Bronx bus riders can check out their new schedules and routes for the MTA’s borough-wide redesign of the network, which kicks in at the end of the month.
The Metropolitan Transportation Authority released the new timetables and maps Tuesday, detailing the years-in-the-works overhaul that taking effect on June 26.
“Faster, more reliable service in the Bronx is right around the corner,” said New York City Transit President Richard Davey in a statement on June 8. “We encourage our Bronx riders to review new maps, timetables and use our trip planning tool to make the transition to updated stop locations and new schedules as smooth as possible.”
The agency has been redesigning its ancient bus networks borough by borough over the past four years to simplify the circuitous webs of routes that in some cases date back to old trolley lines from a century ago and include consolidations of old private bus lines.

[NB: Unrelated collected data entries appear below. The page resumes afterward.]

use nalgebra::Vector3;

use crate::propagation::SingularityError;

/// Below this radius point-mass gravity is treated as singular.
pub const MIN_RADIUS_M: f64 = 1e-3;

/// First-order form of the equations of motion: `(r, v) -> (dr/dt, dv/dt)`.
pub trait EquationsOfMotion {
    fn derivatives(
        &self,
        position: &Vector3<f64>,
        velocity: &Vector3<f64>,
    ) -> Result<(Vector3<f64>, Vector3<f64>), SingularityError>;
}

/// Point-mass two-body dynamics, `(v, -mu r / |r|^3)`.
pub fn two_body(
    mu: f64,
    position: &Vector3<f64>,
    velocity: &Vector3<f64>,
) -> Result<(Vector3<f64>, Vector3<f64>), SingularityError> {
    let r = position.norm();
    if !r.is_finite() || r < MIN_RADIUS_M {
        return Err(SingularityError { radius_m: r });
    }
    let acceleration = position * (-mu / (r * r * r));
    Ok((*velocity, acceleration))
}

#[derive(Debug, Clone, Copy, PartialEq)]
pub struct TwoBody {
    pub mu: f64,
}

impl TwoBody {
    pub fn new(mu: f64) -> Self {
        Self { mu }
    }
}

impl EquationsOfMotion for TwoBody {
    fn derivatives(
        &self,
        position: &Vector3<f64>,
        velocity: &Vector3<f64>,
    ) -> Result<(Vector3<f64>, Vector3<f64>), SingularityError> {
        two_body(self.mu, position, velocity)
    }
}
//! Patterns: expression trees with wildcards, used to write rewrite rules.
//!
//! Patterns are written in the same notation as expressions, with three additions:
//!
//! - An identifier starting with `Item` is a [`Pattern::Wildcard`] named by the rest of the
//!   identifier. `ItemA` matches any one subtree; every occurrence of `ItemA` in a rule must match
//!   the same subtree.
//! - Square brackets mark a [`Pattern::Repeating`] group, which must be an operand of `.` or `+`.
//!   It matches all the operands left over after the other operands of the operator are matched.
//! - Inside a group, an identifier starting with `Items` names the group. The bracketed pattern
//!   is the shape of each leftover operand, and `ItemsX` stands for the part of the operand that
//!   is captured.
//!
//! For example, `!ItemA . [!ItemsB]` matches a conjunction of negations, binding `A` to the
//! operand of one of them and capturing the operands of all the others as `B`.

use boolsimp_error::Error;
use boolsimp_parser::parser::{
    ast::{Expr as AstExpr, Literal},
    token::op::BinOpKind,
};
use crate::{
    error::{
        AmbiguousRepeat,
        ItemsOutsideRepeat,
        MultipleRepeats,
        RepeatNameReused,
        RepeatOutsideOperator,
        RepeatWithoutItems,
        UnnamedWildcard,
    },
    expr::NaryKind,
};
use std::{collections::BTreeSet, fmt, ops::Range};

/// The prefix of a single wildcard.
pub const WILDCARD_PREFIX: &str = "Item";

/// The prefix of the element of a repeating group.
pub const REPEATING_PREFIX: &str = "Items";

/// A pattern that expression trees can be matched against.
#[derive(Debug, Clone, PartialEq, Eq)]
pub enum Pattern {
    /// Matches an operand with exactly this name.
    Operand(String),

    /// Matches a negation whose operand matches the inner pattern.
    Not(Box<Pattern>),

    /// Matches an operator of the same kind whose children match these children, in any order.
    Nary(NaryKind, Vec<Pattern>),

    /// Matches any single subtree.
    Wildcard(String),

    /// Matches the leftover children of the enclosing operator. Each of them must match the inner
    /// pattern, and the subtree bound to the wildcard with the same name is captured.
    Repeating(String, Box<Pattern>),
}

/// The wildcard names declared by a pattern, with the spans they were declared at.
#[derive(Debug, Default)]
pub(crate) struct Declarations {
    /// Every occurrence of a single wildcard, in order of appearance.
    pub wildcards: Vec<(String, Range<usize>)>,

    /// Every repeating group, in order of appearance.
    pub repeating: Vec<(String, Range<usize>)>,
}

/// Converts a parsed pattern into a [`Pattern`], validating its wildcards.
#[derive(Default)]
struct Builder {
    declarations: Declarations,

    /// The `Items` names found in each repeating group being converted; innermost last.
    groups: Vec<Vec<(String, Range<usize>)>>,
}

impl Builder {
    fn convert(&mut self, expr: &AstExpr, in_operator: bool) -> Result<Pattern, Error> {
        match expr {
            AstExpr::Literal(Literal::Bool(bool)) => {
                Ok(Pattern::Operand(if bool.value { "1" } else { "0" }.to_string()))
            },
            AstExpr::Literal(Literal::Symbol(sym)) => {
                if let Some(name) = sym.name.strip_prefix(REPEATING_PREFIX) {
                    if name.is_empty() {
                        return Err(Error::new(vec![sym.span.clone()], UnnamedWildcard));
                    }
                    match self.groups.last_mut() {
                        Some(group) => {
                            group.push((name.to_string(), sym.span.clone()));
                            Ok(Pattern::Wildcard(name.to_string()))
                        },
                        None => Err(Error::new(vec![sym.span.clone()], ItemsOutsideRepeat {
                            name: name.to_string(),
                        })),
                    }
                } else if let Some(name) = sym.name.strip_prefix(WILDCARD_PREFIX) {
                    if name.is_empty() {
                        return Err(Error::new(vec![sym.span.clone()], UnnamedWildcard));
                    }
                    self.declarations.wildcards.push((name.to_string(), sym.span.clone()));
                    Ok(Pattern::Wildcard(name.to_string()))
                } else {
                    Ok(Pattern::Operand(sym.name.to_uppercase()))
                }
            },
            AstExpr::Paren(paren) => self.convert(paren.innermost(), in_operator),
            AstExpr::Repeat(repeat) => {
                if !in_operator {
                    return Err(Error::new(vec![repeat.span()], RepeatOutsideOperator));
                }

                self.groups.push(Vec::new());
                let inner = self.convert(&repeat.expr, false)?;
                let names = self.groups.pop().unwrap_or_default();

                let Some((name, first_span)) = names.first().cloned() else {
                    return Err(Error::new(vec![repeat.span()], RepeatWithoutItems));
                };
                if let Some((_, other_span)) = names.iter().find(|(other, _)| *other != name) {
                    return Err(Error::new(
                        vec![repeat.span(), first_span, other_span.clone()],
                        AmbiguousRepeat,
                    ));
                }

                self.declarations.repeating.push((name.clone(), repeat.span()));
                Ok(Pattern::Repeating(name, Box::new(inner)))
            },
            AstExpr::Unary(unary) => Ok(Pattern::Not(Box::new(self.convert(&unary.operand, false)?))),
            AstExpr::Binary(bin) => {
                let mut operands = Vec::new();
                collect_operands(expr, bin.op.kind, &mut operands);

                let mut children = Vec::with_capacity(operands.len());
                let mut repeat_span: Option<Range<usize>> = None;
                for operand in operands {
                    let child = self.convert(operand, true)?;
                    if matches!(child, Pattern::Repeating(..)) {
                        if let Some(first) = repeat_span {
                            return Err(Error::new(vec![first, operand.span()], MultipleRepeats));
                        }
                        repeat_span = Some(operand.span());
                    }
                    children.push(child);
                }

                Ok(Pattern::Nary(bin.op.kind.into(), children))
            },
        }
    }
}

/// Collects the operands of a chain of binary operators of the same kind, looking through
/// parentheses.
fn collect_operands<'e>(expr: &'e AstExpr, kind: BinOpKind, out: &mut Vec<&'e AstExpr>) {
    match expr {
        AstExpr::Binary(bin) if bin.op.kind == kind => {
            collect_operands(&bin.lhs, kind, out);
            collect_operands(&bin.rhs, kind, out);
        },
        AstExpr::Paren(paren) => match paren.innermost() {
            inner @ AstExpr::Binary(bin) if bin.op.kind == kind => collect_operands(inner, kind, out),
            _ => out.push(expr),
        },
        _ => out.push(expr),
    }
}

/// Parses and validates a pattern, returning the names it declares.
pub(crate) fn parse_declared(source: &str) -> Result<(Pattern, Declarations), Error> {
    let ast = boolsimp_parser::parse_pattern(source)?;
    let mut builder = Builder::default();
    let pattern = builder.convert(&ast, false)?;
    let declarations = builder.declarations;

    for (name, span) in &declarations.wildcards {
        if let Some((_, group_span)) = declarations.repeating.iter().find(|(group, _)| group == name) {
            return Err(Error::new(vec![span.clone(), group_span.clone()], RepeatNameReused {
                name: name.clone(),
            }));
        }
    }

    Ok((pattern, declarations))
}

impl Pattern {
    /// Parses and validates a pattern.
    pub fn from_source(source: &str) -> Result<Self, Error> {
        parse_declared(source).map(|(pattern, _)| pattern)
    }

    /// Returns the names of the single wildcards in this pattern, excluding the elements of
    /// repeating groups.
    pub fn wildcard_names(&self) -> BTreeSet<&str> {
        fn walk<'p>(pattern: &'p Pattern, elements: &mut Vec<&'p str>, out: &mut BTreeSet<&'p str>) {
            match pattern {
                Pattern::Operand(_) => (),
                Pattern::Wildcard(name) => {
                    if !elements.contains(&name.as_str()) {
                        out.insert(name);
                    }
                },
                Pattern::Not(inner) => walk(inner, elements, out),
                Pattern::Nary(_, children) => children.iter().for_each(|child| walk(child, elements, out)),
                Pattern::Repeating(name, inner) => {
                    elements.push(name);
                    walk(inner, elements, out);
                    elements.pop();
                },
            }
        }

        let mut out = BTreeSet::new();
        walk(self, &mut Vec::new(), &mut out);
        out
    }

    /// Returns the names of the repeating groups in this pattern.
    pub fn repeating_names(&self) -> BTreeSet<&str> {
        match self {
            Self::Operand(_) | Self::Wildcard(_) => BTreeSet::new(),
            Self::Not(inner) => inner.repeating_names(),
            Self::Nary(_, children) => children.iter().flat_map(Self::repeating_names).collect(),
            Self::Repeating(name, inner) => {
                let mut names = inner.repeating_names();
                names.insert(name);
                names
            },
        }
    }

    /// Writes the pattern in the notation it is parsed from. `elements` holds the names of the
    /// enclosing repeating groups.
    fn fmt_with(&self, f: &mut fmt::Formatter<'_>, elements: &mut Vec<String>) -> fmt::Result {
        match self {
            Self::Operand(name) => write!(f, "{}", name),
            Self::Wildcard(name) if elements.contains(name) => write!(f, "{}{}", REPEATING_PREFIX, name),
            Self::Wildcard(name) => write!(f, "{}{}", WILDCARD_PREFIX, name),
            Self::Not(inner) => {
                if matches!(**inner, Self::Nary(..)) {
                    write!(f, "!(")?;
                    inner.fmt_with(f, elements)?;
                    write!(f, ")")
                } else {
                    write!(f, "!")?;
                    inner.fmt_with(f, elements)
                }
            },
            Self::Nary(kind, children) => {
                for (i, child) in children.iter().enumerate() {
                    if i > 0 {
                        write!(f, " {} ", kind.symbol())?;
                    }
                    let parens = matches!(
                        (kind, child),
                        (NaryKind::And, Self::Nary(NaryKind::Or, _)),
                    );
                    if parens {
                        write!(f, "(")?;
                    }
                    child.fmt_with(f, elements)?;
                    if parens {
                        write!(f, ")")?;
                    }
                }
                Ok(())
            },
            Self::Repeating(name, inner) => {
                elements.push(name.clone());
                write!(f, "[")?;
                inner.fmt_with(f, elements)?;
                elements.pop();
                write!(f, "]")
            },
        }
    }
}

impl fmt::Display for Pattern {
    fn fmt(&self, f: &mut fmt::Formatter<'_>) -> fmt::Result {
        self.fmt_with(f, &mut Vec::new())
    }
}

#[cfg(test)]
mod tests {
    use pretty_assertions::assert_eq;
    use super::*;

    fn wildcard(name: &str) -> Pattern {
        Pattern::Wildcard(name.to_string())
    }

    #[test]
    fn de_morgan_expansion() {
        let pattern = Pattern::from_source("!ItemA . [!ItemsB]").unwrap();
        assert_eq!(pattern, Pattern::Nary(NaryKind::And, vec![
            Pattern::Not(Box::new(wildcard("A"))),
            Pattern::Repeating("B".to_string(), Box::new(Pattern::Not(Box::new(wildcard("B"))))),
        ]));
        assert_eq!(pattern.to_string(), "!ItemA . [!ItemsB]");
    }

    #[test]
    fn repeat_with_outer_wildcard() {
        let pattern = Pattern::from_source("(ItemA . ItemB + [ItemA . ItemsC]) . [ItemsD]").unwrap();
        assert_eq!(pattern.wildcard_names().into_iter().collect::<Vec<_>>(), vec!["A", "B"]);
        assert_eq!(pattern.repeating_names().into_iter().collect::<Vec<_>>(), vec!["C", "D"]);
        assert_eq!(pattern.to_string(), "(ItemA . ItemB + [ItemA . ItemsC]) . [ItemsD]");
    }

    #[test]
    fn parentheses_flatten() {
        let pattern = Pattern::from_source("ItemA + (ItemB + 1)").unwrap();
        assert_eq!(pattern, Pattern::Nary(NaryKind::Or, vec![
            wildcard("A"),
            wildcard("B"),
            Pattern::Operand("1".to_string()),
        ]));
    }

    #[test]
    fn items_outside_group() {
        let err = Pattern::from_source("ItemA + ItemsB").unwrap_err();
        assert!(err.is::<ItemsOutsideRepeat>());
        assert_eq!(err.spans, vec![8..14]);
    }

    #[test]
    fn group_without_items() {
        let err = Pattern::from_source("ItemA + [!ItemB]").unwrap_err();
        assert!(err.is::<RepeatWithoutItems>());
        assert_eq!(err.spans, vec![8..16]);
    }

    #[test]
    fn group_with_two_names() {
        let err = Pattern::from_source("ItemA + [ItemsB . ItemsC]").unwrap_err();
        assert!(err.is::<AmbiguousRepeat>());
    }

    #[test]
    fn group_outside_operator() {
        let err = Pattern::from_source("![ItemsA]").unwrap_err();
        assert!(err.is::<RepeatOutsideOperator>());

        let err = Pattern::from_source("[ItemsA]").unwrap_err();
        assert!(err.is::<RepeatOutsideOperator>());
    }

    #[test]
    fn two_groups_in_one_operator() {
        let err = Pattern::from_source("[ItemsA] + ItemB + [ItemsC]").unwrap_err();
        assert!(err.is::<MultipleRepeats>());
        assert_eq!(err.spans, vec![0..8, 19..27]);
    }

    #[test]
    fn group_name_reused_by_wildcard() {
        let err = Pattern::from_source("ItemA + [ItemsA]").unwrap_err();
        assert_eq!(err.downcast_ref::<RepeatNameReused>(), Some(&RepeatNameReused { name: "A".to_string() }));
    }

    #[test]
    fn duplicate_groups_are_declared() {
        // rejected when building a rule, since only the left-hand side forbids it
        let (_, declarations) = parse_declared("ItemA . [ItemsB] + [ItemsB]").unwrap();
        let names = declarations.repeating.iter().map(|(name, _)| name.as_str()).collect::<Vec<_>>();
        assert_eq!(names, vec!["B", "B"]);
    }

    #[test]
    fn unnamed_wildcard() {
        let err = Pattern::from_source("Item + 1").unwrap_err();
        assert!(err.is::<UnnamedWildcard>());
    }

    #[test]
    fn syntax_errors_pass_through() {
        let err = Pattern::from_source("ItemA + [ItemsB").unwrap_err();
        assert!(err.is::<boolsimp_parser::parser::error::UnclosedBracket>());
    }
}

In the Bronx, 13 of 46 routes will change, and there will be two new ones.
The redesign will also cut about 400 local and limited bus stops — some 18% of the network — to better space out the stations and speed up travel times.
New York City has much closer stops than its peers around the world, and each removed station saves about 20 seconds in travel time for the borough’s roughly 635,000 riders that commuted by bus pre-pandemic, according to MTA.
The city’s Department of Transportation began instating new bus panels in the spring, and so-called MTA “customer ambassadors” will fan out to key stops in the Bronx and in nearby upper Manhattan to explain the changes to straphangers starting this Sunday, June 12.
The agency also launched a trip planning tool in May for commuters to find the best way to travel around the borough under the new system.
Transit officials relaunched the borough bus redesigns in August after an 18-month hiatus during the height of the pandemic, but the completion of the citywide project was pushed back by five years until 2026.
The scheme was part of the Fast Forward initiative launched under former NYCT President and “train daddy” Andy Byford in 2018 to improve the Big Apple’s subways and buses, but the only bus redesign that the MTA completed pre-COVID was of Staten Island’s express network.
Next up is Queens, for which the MTA released a redone redesign draft plan for that larger network at the end of March.
The authority has yet to release new plans for Brooklyn or Manhattan.
The MTA’s new bus routes and schedules take effect on June 26 and are available at new.mta.info/schedules/bus/bronx.